[[ Data excerpts open ]]

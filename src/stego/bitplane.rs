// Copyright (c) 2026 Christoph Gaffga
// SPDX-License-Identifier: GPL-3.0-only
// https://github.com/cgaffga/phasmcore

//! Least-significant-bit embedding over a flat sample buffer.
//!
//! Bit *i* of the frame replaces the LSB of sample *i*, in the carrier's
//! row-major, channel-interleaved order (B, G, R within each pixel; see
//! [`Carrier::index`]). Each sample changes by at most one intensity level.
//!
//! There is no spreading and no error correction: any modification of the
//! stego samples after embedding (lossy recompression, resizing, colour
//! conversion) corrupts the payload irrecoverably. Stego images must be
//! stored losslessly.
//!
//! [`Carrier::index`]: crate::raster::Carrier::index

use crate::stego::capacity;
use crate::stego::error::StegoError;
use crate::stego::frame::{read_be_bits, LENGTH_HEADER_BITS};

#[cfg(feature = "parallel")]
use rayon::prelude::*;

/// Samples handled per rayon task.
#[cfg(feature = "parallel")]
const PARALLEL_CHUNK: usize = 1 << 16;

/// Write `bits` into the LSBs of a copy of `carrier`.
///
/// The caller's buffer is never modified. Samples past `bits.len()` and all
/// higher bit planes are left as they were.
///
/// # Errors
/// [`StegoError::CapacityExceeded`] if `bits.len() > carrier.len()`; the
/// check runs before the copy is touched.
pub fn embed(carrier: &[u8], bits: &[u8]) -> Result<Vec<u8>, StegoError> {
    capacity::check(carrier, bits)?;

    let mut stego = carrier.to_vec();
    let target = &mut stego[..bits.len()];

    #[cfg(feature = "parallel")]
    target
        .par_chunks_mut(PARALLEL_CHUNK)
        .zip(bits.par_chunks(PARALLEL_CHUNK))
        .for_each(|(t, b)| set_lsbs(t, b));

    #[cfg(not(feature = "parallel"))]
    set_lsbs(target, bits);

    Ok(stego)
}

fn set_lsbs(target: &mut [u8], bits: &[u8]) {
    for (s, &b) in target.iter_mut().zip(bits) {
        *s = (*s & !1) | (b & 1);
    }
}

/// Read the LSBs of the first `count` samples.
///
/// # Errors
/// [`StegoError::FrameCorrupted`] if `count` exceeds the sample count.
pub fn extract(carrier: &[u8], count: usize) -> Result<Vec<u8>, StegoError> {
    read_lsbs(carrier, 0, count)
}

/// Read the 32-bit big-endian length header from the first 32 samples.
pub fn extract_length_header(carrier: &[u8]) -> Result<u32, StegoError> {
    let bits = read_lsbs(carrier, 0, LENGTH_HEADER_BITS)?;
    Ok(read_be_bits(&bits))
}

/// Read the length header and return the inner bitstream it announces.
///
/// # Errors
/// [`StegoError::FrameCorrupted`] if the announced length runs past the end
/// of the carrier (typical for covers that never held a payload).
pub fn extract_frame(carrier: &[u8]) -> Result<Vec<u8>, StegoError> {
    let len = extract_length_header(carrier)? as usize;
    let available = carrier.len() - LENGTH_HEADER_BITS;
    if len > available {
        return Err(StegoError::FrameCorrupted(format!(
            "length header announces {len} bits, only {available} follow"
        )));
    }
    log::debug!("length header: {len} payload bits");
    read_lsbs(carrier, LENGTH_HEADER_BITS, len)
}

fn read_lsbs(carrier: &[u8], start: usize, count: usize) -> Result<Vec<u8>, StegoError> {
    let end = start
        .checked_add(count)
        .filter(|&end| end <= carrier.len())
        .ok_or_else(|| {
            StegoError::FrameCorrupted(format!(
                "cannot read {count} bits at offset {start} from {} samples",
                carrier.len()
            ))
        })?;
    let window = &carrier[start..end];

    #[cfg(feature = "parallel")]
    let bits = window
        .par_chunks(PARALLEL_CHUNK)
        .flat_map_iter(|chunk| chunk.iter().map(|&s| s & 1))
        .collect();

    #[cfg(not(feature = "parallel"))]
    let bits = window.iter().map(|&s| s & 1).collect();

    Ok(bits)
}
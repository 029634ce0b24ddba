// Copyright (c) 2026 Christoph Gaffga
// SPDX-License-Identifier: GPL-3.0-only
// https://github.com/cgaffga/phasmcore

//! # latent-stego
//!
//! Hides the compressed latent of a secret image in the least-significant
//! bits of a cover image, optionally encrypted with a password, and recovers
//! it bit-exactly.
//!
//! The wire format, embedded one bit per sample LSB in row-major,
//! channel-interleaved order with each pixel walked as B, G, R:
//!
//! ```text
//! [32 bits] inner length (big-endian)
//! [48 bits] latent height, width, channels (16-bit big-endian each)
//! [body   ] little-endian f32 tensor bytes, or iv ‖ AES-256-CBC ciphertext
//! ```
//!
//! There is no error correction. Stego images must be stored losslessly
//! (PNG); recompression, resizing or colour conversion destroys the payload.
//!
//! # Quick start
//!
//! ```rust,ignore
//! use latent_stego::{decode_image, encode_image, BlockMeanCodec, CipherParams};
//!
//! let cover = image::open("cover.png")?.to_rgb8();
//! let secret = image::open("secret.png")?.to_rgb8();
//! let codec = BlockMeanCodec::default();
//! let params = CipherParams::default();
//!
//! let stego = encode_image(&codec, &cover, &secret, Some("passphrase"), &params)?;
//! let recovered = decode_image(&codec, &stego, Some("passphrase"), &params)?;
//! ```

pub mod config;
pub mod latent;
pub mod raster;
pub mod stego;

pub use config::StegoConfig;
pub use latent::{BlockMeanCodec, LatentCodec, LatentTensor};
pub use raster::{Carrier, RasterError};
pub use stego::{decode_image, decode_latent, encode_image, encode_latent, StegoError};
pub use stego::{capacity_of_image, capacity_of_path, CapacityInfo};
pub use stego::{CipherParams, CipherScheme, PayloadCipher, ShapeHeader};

[[ Data excerpts closed ]]

● **How to complete this task**
Every line from the one holding "pub mod raster;" through the final line of the listing must be echoed exactly; leave out all other lines.

● **Result for this exercise**
pub mod raster;
pub mod stego;

pub use config::StegoConfig;
pub use latent::{BlockMeanCodec, LatentCodec, LatentTensor};
pub use raster::{Carrier, RasterError};
pub use stego::{decode_image, decode_latent, encode_image, encode_latent, StegoError};
pub use stego::{capacity_of_image, capacity_of_path, CapacityInfo};
pub use stego::{CipherParams, CipherScheme, PayloadCipher, ShapeHeader};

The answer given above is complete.